In a further aspect, the invention provides an AAV vector comprising a nucleic acid sequence comprising a 5' end portion of an ABCA4 CDS, wherein the 5' end portion of an ABCA4 CDS consists of a sequence of contiguous nucleotides corresponding to nucleotides 105 to 3805 of SEQ ID NO: 1. In one embodiment, this AAV vector comprises the nucleic acid sequence of SEQ ID NO: 9. In one embodiment, the 5' end portion of an ABCA4 CDS consists of nucleotides 105 to 3805 of SEQ ID NO: 1. In one embodiment, the 5' end portion of an ABCA4 CDS consists of nucleotides 105 to 3805 of SEQ ID NO: 2.

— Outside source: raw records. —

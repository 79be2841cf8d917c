//! Displayable cell content.
//!
//! A cell is either a scalar lifted out of the record, a plain string, or a
//! small tree of pre-rendered composite content (badges, avatar + name,
//! status pills). The grid never interprets it beyond flattening it to text
//! for the plain-text renderer.

use serde::Serialize;
use serde_json::Value as JsonValue;

/// Content produced by a column accessor or a row actions renderer.
#[derive(Debug, Clone, PartialEq, Serialize)]
#[serde(tag = "kind", rename_all = "snake_case")]
pub enum Renderable {
    /// Nothing to show (missing field, null value).
    Empty,

    /// Plain text.
    Text { value: String },

    /// Raw JSON scalar or structure taken from the record.
    Json { value: JsonValue },

    /// A tagged composite node, e.g. `span.badge` wrapping text.
    Element {
        tag: String,
        #[serde(skip_serializing_if = "Option::is_none")]
        class_name: Option<String>,
        children: Vec<Renderable>,
    },

    /// Siblings without a wrapper.
    Fragment { children: Vec<Renderable> },
}

impl Renderable {
    pub fn text(value: impl Into<String>) -> Self {
        Renderable::Text {
            value: value.into(),
        }
    }

    /// Creates an element with no children.
    pub fn element(tag: impl Into<String>) -> Self {
        Renderable::Element {
            tag: tag.into(),
            class_name: None,
            children: Vec::new(),
        }
    }

    pub fn fragment(children: Vec<Renderable>) -> Self {
        Renderable::Fragment { children }
    }

    /// Sets the class name on an element. No-op for other variants.
    pub fn with_class(mut self, class: impl Into<String>) -> Self {
        if let Renderable::Element { class_name, .. } = &mut self {
            *class_name = Some(class.into());
        }
        self
    }

    /// Appends a child to an element or fragment. No-op for scalars.
    pub fn with_child(mut self, child: Renderable) -> Self {
        match &mut self {
            Renderable::Element { children, .. } | Renderable::Fragment { children } => {
                children.push(child)
            }
            _ => {}
        }
        self
    }

    /// Lifts a JSON field value. Strings become text and null becomes empty.
    pub fn from_json(value: &JsonValue) -> Self {
        match value {
            JsonValue::Null => Renderable::Empty,
            JsonValue::String(s) => Renderable::text(s.clone()),
            other => Renderable::Json {
                value: other.clone(),
            },
        }
    }

    /// Flattens the content to the text a reader would see.
    pub fn plain_text(&self) -> String {
        match self {
            Renderable::Empty => String::new(),
            Renderable::Text { value } => value.clone(),
            Renderable::Json { value } => match value {
                JsonValue::String(s) => s.clone(),
                other => other.to_string(),
            },
            Renderable::Element { children, .. } | Renderable::Fragment { children } => children
                .iter()
                .map(Renderable::plain_text)
                .filter(|s| !s.is_empty())
                .collect::<Vec<_>>()
                .join(" "),
        }
    }
}

impl From<&str> for Renderable {
    fn from(value: &str) -> Self {
        Renderable::text(value)
    }
}

impl From<String> for Renderable {
    fn from(value: String) -> Self {
        Renderable::text(value)
    }
}

#[cfg(test)]
mod tests {
    use super::*;
    use serde_json::json;

    #[test]
    fn from_json_maps_null_to_empty_and_strings_to_text() {
        assert_eq!(Renderable::from_json(&json!(null)), Renderable::Empty);
        assert_eq!(Renderable::from_json(&json!("Ada")), Renderable::text("Ada"));
        assert_eq!(
            Renderable::from_json(&json!(42)),
            Renderable::Json { value: json!(42) }
        );
    }

    #[test]
    fn composite_content_flattens_to_plain_text() {
        let cell = Renderable::element("div")
            .with_class("flex")
            .with_child(Renderable::element("img"))
            .with_child(
                Renderable::element("span")
                    .with_class("badge")
                    .with_child("Open".into()),
            )
            .with_child(Renderable::Json { value: json!(3) });

        assert_eq!(cell.plain_text(), "Open 3");
    }

    #[test]
    fn with_class_ignores_non_elements() {
        let text = Renderable::text("plain").with_class("ignored");
        assert_eq!(text, Renderable::text("plain"));
    }

    #[test]
    fn serializes_with_kind_tag() {
        let json = serde_json::to_value(Renderable::element("span").with_class("pill")).unwrap();
        assert_eq!(json["kind"], "element");
        assert_eq!(json["class_name"], "pill");
    }
}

In a further aspect, the invention provides an AAV vector comprising a nucleic acid sequence comprising a 3' end portion of an ABCA4 CDS, wherein the 3 ' end portion of an ABCA4 CDS consists of a sequence of contiguous nucleotides corresponding to nucleotides 3598 to 6926 of SEQ ID NO: 1. In one embodiment, this AAV vector comprises the nucleic acid sequence of SEQ ID NO: 10. In one embodiment, the 3' end portion of an ABCA4 CDS consists of nucleotides 3598 to 6926 of SEQ ID NO: 1. In one embodiment, the 3' end portion of an ABCA4 CDS consists of nucleotides 3598 to 6926 of SEQ ID NO: 2.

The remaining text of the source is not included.